**What to do**
Copy every line of the following data that includes the string "shared".

########################################

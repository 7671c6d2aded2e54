//! Executors (spec §4.7).
//!
//! One `Executor` impl per `JobMode`, all built on the shared progress/
//! pause/cancel contract `engine::JobControl`. Grounded on original_source's
//! `BaseExecutor` (shared `pause()`/`resume()`/`cancel()`/`wait_if_paused()`/
//! `update_progress()`) with its four subclasses `DistributionExecutor`,
//! `AutoBuyExecutor`, `AutoSellExecutor`, `RewardsExecutor` - this module
//! replaces the teacher's Arbitrum-specific single-wallet `Executor`
//! (`submit_with_resubmission` against one arb contract), which has no
//! counterpart in this engine's multi-signer, multi-mode scheduling model.

pub mod auto_buy;
pub mod auto_sell;
pub mod distribution;
pub mod rewards;

use async_trait::async_trait;
use ethers::types::{Address, H256};
use std::future::Future;
use std::sync::Arc;
use tracing::warn;

use crate::builder::PreparedTx;
use crate::engine::{EngineDeps, JobControl};
use crate::error::{BuildError, EngineError};
use crate::keystore::KeyHandle;
use crate::nonce::Ticket;

/// Everything an executor needs to run one job to completion.
pub struct ExecutionContext {
    pub job_id: i64,
    pub deps: Arc<EngineDeps>,
    pub control: Arc<JobControl>,
}

/// Tracks back-to-back item failures within one executor's run loop and
/// fails the job once `threshold` is reached without an intervening
/// success (spec §4.7, e.g. auto-buy: "consecutive-failure threshold
/// (default 5) triggers job failure"). A `threshold` of 0 disables the
/// check.
pub struct FailureStreak {
    count: u32,
    threshold: u32,
}

impl FailureStreak {
    pub fn new(threshold: u32) -> Self {
        Self { count: 0, threshold }
    }

    pub fn record_success(&mut self) {
        self.count = 0;
    }

    pub fn record_failure(&mut self) -> Result<(), EngineError> {
        self.count += 1;
        if self.threshold > 0 && self.count >= self.threshold {
            Err(EngineError::ConsecutiveFailures(self.count))
        } else {
            Ok(())
        }
    }
}

#[async_trait]
pub trait Executor {
    async fn run(&self, ctx: &ExecutionContext) -> Result<(), EngineError>;
}

/// Builds, signs, broadcasts and (on success) completes the nonce ticket
/// for one transaction, retrying exactly once on `nonce too low`/`nonce
/// too high` after resyncing the signer's arbiter state (spec §7 "Nonce
/// drift ... the item is retried once in the same cycle; if the retry
/// also drifts, the item fails" — the uniform policy resolving spec.md
/// Open Question 1). `build` is called again from scratch on retry so the
/// rebuilt transaction carries a freshly reserved nonce. On success the
/// returned [`Ticket`] is already `Pending` and ready to hand to the
/// [`crate::watcher::ReceiptWatcher`].
pub async fn submit_with_nonce_retry<F, Fut>(
    ctx: &ExecutionContext,
    handle: &KeyHandle,
    build: F,
) -> Result<(H256, Ticket), EngineError>
where
    F: Fn() -> Fut,
    Fut: Future<Output = Result<PreparedTx, BuildError>>,
{
    match try_once(ctx, handle, &build).await {
        Ok(outcome) => Ok(outcome),
        Err((e, Some(signer))) if e.is_nonce_drift() => {
            warn!("nonce drift ({}) for signer {:?}, resyncing and retrying once", e, signer);
            ctx.deps.arbiter.resync(signer, &ctx.deps.rpc).await;
            try_once(ctx, handle, &build).await.map_err(|(e, _)| EngineError::Build(e))
        }
        Err((e, _)) => Err(EngineError::Build(e)),
    }
}

async fn try_once<F, Fut>(
    ctx: &ExecutionContext,
    handle: &KeyHandle,
    build: &F,
) -> Result<(H256, Ticket), (BuildError, Option<Address>)>
where
    F: Fn() -> Fut,
    Fut: Future<Output = Result<PreparedTx, BuildError>>,
{
    let prepared = build().await.map_err(|e| (e, None))?;
    let signer = prepared.ticket.signer;
    let ticket_on_sign_failure = prepared.ticket.clone();

    let signed = match ctx.deps.builder.sign(prepared, handle).await {
        Ok(s) => s,
        Err(e) => {
            ctx.deps.arbiter.fail(ticket_on_sign_failure, e.to_string()).await;
            return Err((e, Some(signer)));
        }
    };

    match ctx.deps.builder.broadcast(&signed).await {
        Ok(hash) => {
            let ticket = ctx
                .deps
                .arbiter
                .complete(signed.ticket, hash)
                .await
                .map_err(|e| (BuildError::Rejected(e.to_string()), Some(signer)))?;
            Ok((hash, ticket))
        }
        Err(e) => {
            ctx.deps.arbiter.fail(signed.ticket, e.to_string()).await;
            Err((e, Some(signer)))
        }
    }
}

########################################

**Written reply**
//! One `Executor` impl per `JobMode`, all built on the shared progress/
//! `BaseExecutor` (shared `pause()`/`resume()`/`cancel()`/`wait_if_paused()`/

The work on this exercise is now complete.